Rotten apples: Girls no longer safe in police cells

Crime scene. Police officers are charged with protecting citizens, but some turn into monsters by defiling girls left in their care.

Photo credit: File I Nation Media Group

What you need to know:

  • A police officer in Kakamega County is accused of defiling a 16-year-old girl in custody. That he moved the girl from the holding cell to the next and defiled her.
  • This is barely five months after another officer violated a girl of the same age in Narok County. He is reported to have removed her from the holding cell, took her to his house and defiled her.

Nation.Africa on Wednesday published a story of a police officer in Kakamega County accused of defiling a 16-year-old girl in custody. That he moved the girl from the holding cell to the next and defiled her.

This is barely five months after another officer violated a girl of the same age in Narok County. He is reported to have removed her from the holding cell, took her to his house and defiled her.

The creepy officers are inhuman. Their actions amount to extreme madness.Why do you abuse minors under your protection, yet you’re charged with the responsibility of keeping them safe until they face the charges for which they have been arrested?
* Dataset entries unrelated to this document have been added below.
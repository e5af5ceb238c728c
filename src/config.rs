use std::path::Path;
use std::time::Duration;

use serde::Deserialize;
use thiserror::Error;

/// Environment variable naming an optional TOML config file.
pub const CONFIG_ENV: &str = "SPRITE_FOLLOWER_CONFIG";

/// How often the cursor is sampled.
const DEFAULT_SAMPLE_PERIOD_MS: u64 = 100;
/// Minimum per-sample travel (in pixels) along the dominant axis.
const DEFAULT_MOVE_THRESHOLD: f32 = 10.0;
/// Walk cycle frame period.
const DEFAULT_FRAME_PERIOD_MS: u64 = 150;
/// Fixed length of one walking episode.
const DEFAULT_EPISODE_MS: u64 = 600;
/// Menu-bar / tray icon edge in pixels.
const DEFAULT_ICON_SIZE: u32 = 32;
/// Sprite edge inside the enlarged view.
const DEFAULT_ENLARGED_SIZE: u32 = 128;
/// Enlarged view window edge.
const DEFAULT_ENLARGED_WINDOW_SIZE: u32 = 300;
/// Pixel size of the 4x4 sprite sheet.
const DEFAULT_SHEET_SIZE: u32 = 128;

#[derive(Error, Debug)]
pub enum ConfigError {
    #[error("Failed to read config file: {0}")]
    Io(#[from] std::io::Error),

    #[error("Failed to parse config file: {0}")]
    Parse(#[from] toml::de::Error),

    #[error("Invalid config value for `{field}`: {reason}")]
    Invalid {
        field: &'static str,
        reason: &'static str,
    },
}

/// Tunables for sampling, animation timing and display sizes.
///
/// Every field has a default, so a config file only needs the keys it
/// wants to override:
///
/// ```toml
/// move_threshold = 6.0
/// episode_ms = 900
/// ```
#[derive(Debug, Clone, PartialEq, Deserialize)]
#[serde(default, deny_unknown_fields)]
pub struct FollowerConfig {
    pub sample_period_ms: u64,
    pub move_threshold: f32,
    pub frame_period_ms: u64,
    pub episode_ms: u64,
    pub icon_size: u32,
    pub enlarged_size: u32,
    pub enlarged_window_size: u32,
    pub sheet_width: u32,
    pub sheet_height: u32,
}

impl Default for FollowerConfig {
    fn default() -> Self {
        Self {
            sample_period_ms: DEFAULT_SAMPLE_PERIOD_MS,
            move_threshold: DEFAULT_MOVE_THRESHOLD,
            frame_period_ms: DEFAULT_FRAME_PERIOD_MS,
            episode_ms: DEFAULT_EPISODE_MS,
            icon_size: DEFAULT_ICON_SIZE,
            enlarged_size: DEFAULT_ENLARGED_SIZE,
            enlarged_window_size: DEFAULT_ENLARGED_WINDOW_SIZE,
            sheet_width: DEFAULT_SHEET_SIZE,
            sheet_height: DEFAULT_SHEET_SIZE,
        }
    }
}

impl FollowerConfig {
    /// Parse and validate a TOML document.
    pub fn from_toml_str(text: &str) -> Result<Self, ConfigError> {
        let config: Self = toml::from_str(text)?;
        config.validate()?;
        Ok(config)
    }

    pub fn from_file(path: &Path) -> Result<Self, ConfigError> {
        let text = std::fs::read_to_string(path)?;
        Self::from_toml_str(&text)
    }

    /// Load from `$SPRITE_FOLLOWER_CONFIG` if set, falling back to defaults
    /// when the variable is unset or the file is rejected.
    pub fn load() -> Self {
        let Some(path) = std::env::var_os(CONFIG_ENV) else {
            log::info!("No {CONFIG_ENV} set, using default config");
            return Self::default();
        };
        let path = Path::new(&path);
        match Self::from_file(path) {
            Ok(config) => {
                log::info!("Loaded config from {}", path.display());
                config
            }
            Err(e) => {
                log::warn!("Ignoring config {}: {e}", path.display());
                Self::default()
            }
        }
    }

    pub fn validate(&self) -> Result<(), ConfigError> {
        let non_zero = [
            ("sample_period_ms", self.sample_period_ms),
            ("frame_period_ms", self.frame_period_ms),
            ("episode_ms", self.episode_ms),
        ];
        for (field, value) in non_zero {
            if value == 0 {
                return Err(ConfigError::Invalid {
                    field,
                    reason: "must be greater than zero",
                });
            }
        }
        if !self.move_threshold.is_finite() || self.move_threshold <= 0.0 {
            return Err(ConfigError::Invalid {
                field: "move_threshold",
                reason: "must be a positive, finite distance",
            });
        }
        let sizes = [
            ("icon_size", self.icon_size),
            ("enlarged_size", self.enlarged_size),
            ("enlarged_window_size", self.enlarged_window_size),
            ("sheet_width", self.sheet_width),
            ("sheet_height", self.sheet_height),
        ];
        for (field, value) in sizes {
            if value == 0 {
                return Err(ConfigError::Invalid {
                    field,
                    reason: "must be greater than zero",
                });
            }
        }
        Ok(())
    }

    pub fn sample_period(&self) -> Duration {
        Duration::from_millis(self.sample_period_ms)
    }

    pub fn frame_period(&self) -> Duration {
        Duration::from_millis(self.frame_period_ms)
    }

    pub fn episode_duration(&self) -> Duration {
        Duration::from_millis(self.episode_ms)
    }
}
While these are just two cases brought to the public eye, many may be unreported for fear of further victimisation or harm. The Constitution, the Children Act (2022) and the Sexual Offences Act (2006) offer minors absolute protection from any form of harm, especially sexual abuse.

Their acts are totally unacceptable given that the police are the first point of contacts for sexual violence survivors owing to the fact they have to report at a police station or post to receive a Kenya Police Medical Examination P3 Form filled out by a healthcare provider and a police officer as evidence that violence has occurred.
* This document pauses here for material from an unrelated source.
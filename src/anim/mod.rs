pub mod controller;
pub mod frames;

pub use controller::AnimationController;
At the core of implementation of the Policare policy, which fronts creation of one-stop centres to alleviate the struggles the survivors go through to access police, medical and  psychosocial services, are the police.

While we cannot condemn all the police, the fact that these offences have been committed by police officers in two different counties means there is a problem and it must be addressed now.

Last December during a live show on a local TV station discussing ways to combat gender-based violence,  Childline Kenya executive director Martha Sunda said they had established a pattern of child sexual abuse in which previously molested men topped the list of perpetrators.

“What we have established is that many of the perpetrators of violence against children are actually survivors of violence themselves, but their traumatic experiences were not dealt with when they needed to be dealt with,” she said.

“So they have grown with it [and] now [that] they are in a position of authority or responsibility…they don't know how better to treat these children that they are responsible for. So it becomes a vicious cycle.”

Is this the case with the police defiling children in custody? Can the National Police Service take this to account and reconsider regular counselling of its officers?

We cannot live in a country where those entrusted with protection turn into monsters.